Kristen Kluska: Great, thank you. And then as it relates to choosing the third mast cell driven indication and initiating studies in the summer of next year, I wanted to ask if you think the results from the CIndU trial in the first quarter of next year will in any way help determine which one you ultimately choose as the third indication.
Diane Young: Yes. So, I think we'll definitely take the data from the CIndU study, that's going to give us information about how we're impacting mast cells and some ideas of dose and duration of clinical effects. So, I think that will definitely help to inform what we do next year.
Kristen Kluska: Okay. Thanks. And then I understand that the patients that you'll be evaluating in your Phase 1b trials are refractory to antihistamines. Do you expect that the majority of these patients who are refractory have already been prescribed up to the 4 times dosage, which is part of the guidelines associated with the disease? And then do you also expect or anticipate that perhaps some of the patients in the CSU trial could have failed Xolair use previously?
Anthony Marucci: Yes. Margo, Do you want to take that one?
Margo Heath-Chiozzi: Sure. I’d be glad to take that. So thanks for the questions Kristen. That 4 times dosage is a common usage, but we're not going to require that they have gone that high, because individual clinicians may choose to manage individual patients differently. So we do need them to have failed at least the approved dose, and then they can go higher if the clinicians would like to. In terms of the Xolair prior use for the CSU study, we are interested in what prior Xolair use might look like in terms of pattern of response to 0159. So we're going to allow it, but we're not going to mandate it. And so if someone has had Xolair previously, we're going to need them to be off of it for at least three months with washed out, but we're not going to restrict patients who have previously seen Xolair coming into the study.
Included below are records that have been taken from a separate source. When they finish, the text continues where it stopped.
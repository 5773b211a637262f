//! Gravity timer.
//!
//! [`DropScheduler`] owns at most one periodic task. Each task posts [`Tick`]s tagged
//! with the epoch it was started under into the session queue. Restarting or
//! cancelling aborts the task and bumps the epoch, so ticks already sitting in the
//! queue are recognised as stale by [`DropScheduler::is_current`].

use std::time::Duration;

use tokio::sync::mpsc;
use tokio::task::JoinHandle;
use tokio::time::{interval_at, Instant, MissedTickBehavior};
use tracing::debug;

/// One gravity step request.
#[derive(Debug, Clone, Copy, PartialEq, Eq)]
pub struct Tick {
    pub epoch: u64,
}

#[derive(Debug)]
pub struct DropScheduler<M> {
    /// Weak so the timer never keeps the session queue open on its own.
    queue: mpsc::WeakSender<M>,
    task: Option<JoinHandle<()>>,
    epoch: u64,
    interval_ms: Option<u32>,
}

impl<M> DropScheduler<M>
where
    M: From<Tick> + Send + 'static,
{
    pub fn new(queue: &mpsc::Sender<M>) -> Self {
        Self {
            queue: queue.downgrade(),
            task: None,
            epoch: 0,
            interval_ms: None,
        }
    }

    pub fn epoch(&self) -> u64 {
        self.epoch
    }

    /// Interval of the running timer, `None` when cancelled.
    pub fn interval_ms(&self) -> Option<u32> {
        self.interval_ms
    }

    pub fn is_active(&self) -> bool {
        self.task.is_some()
    }

    /// (Re)start ticking every `interval_ms`. The first tick fires one full
    /// interval from now. Must be called inside a tokio runtime.
    pub fn start(&mut self, interval_ms: u32) {
        self.cancel();

        let epoch = self.epoch;
        let queue = self.queue.clone();
        let period = Duration::from_millis(u64::from(interval_ms.max(1)));
        self.task = Some(tokio::spawn(async move {
            let mut ticker = interval_at(Instant::now() + period, period);
            ticker.set_missed_tick_behavior(MissedTickBehavior::Delay);
            loop {
                ticker.tick().await;
                let Some(queue) = queue.upgrade() else {
                    break;
                };
                if queue.send(M::from(Tick { epoch })).await.is_err() {
                    break;
                }
            }
        }));
        self.interval_ms = Some(interval_ms);
        debug!(epoch, interval_ms, "drop scheduler started");
    }

    /// Stop ticking. Ticks already queued become stale.
    pub fn cancel(&mut self) {
        if let Some(task) = self.task.take() {
            task.abort();
            debug!(epoch = self.epoch, "drop scheduler cancelled");
        }
        self.interval_ms = None;
        self.epoch = self.epoch.wrapping_add(1);
    }

    /// Whether `tick` came from the timer that is running right now.
    pub fn is_current(&self, tick: Tick) -> bool {
        self.task.is_some() && tick.epoch == self.epoch
    }
}

impl<M> Drop for DropScheduler<M> {
    fn drop(&mut self) {
        if let Some(task) = self.task.take() {
            task.abort();
        }
    }
}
Kristen Kluska: Okay. Got it. Thank you. And then for CDX-1140, are you able to provide any more color as it relates to patient numbers or specific endpoints from some of the cohorts where you could have some data available at the second half of this year?
Margo Heath-Chiozzi: So we’ve – yes, we're still – the study is still ongoing and we're collecting data in the cohorts. I can't actually give you an idea of the precise numbers that we were going to have. We're going to have the complete data from the dose escalation cohort with 301. And then we expect to have data from several of our expansion cohorts, as many patients as we've put on, it'll be interim data. And then we expect to have an early look at the combination with pembrolizumab in that study.
Kristen Kluska: Okay. Thank you. And then my last question, if I may for Sam. How should we think about spending trends with the addition of these new trials, but then also factoring the discontinuation of CDX-3379?
Sam Martin: Sure. Thank you. I think that we've factored that in as far as our guidance of through 2023. And as we build out those plans over the next 12 months, we can consider if that can be extended or not, and go from there.
Kristen Kluska: Okay, great. Thanks so much again, everyone.
Anthony Marucci: Thank you, Kristen.
Operator: And as there are no more questions, I'll turn the call back to Anthony Marucci.
Anthony Marucci: Thank you, operator. And thank you to everyone for joining us today. We appreciate your time and support, and we look forward to talking to you later on this year. As always, we welcome your questions at any time. So have a great evening and a safe summer. Thank you.
Operator: Thank you. Ladies and gentlemen, this concludes today's conference. Thank you for participating. You may now disconnect.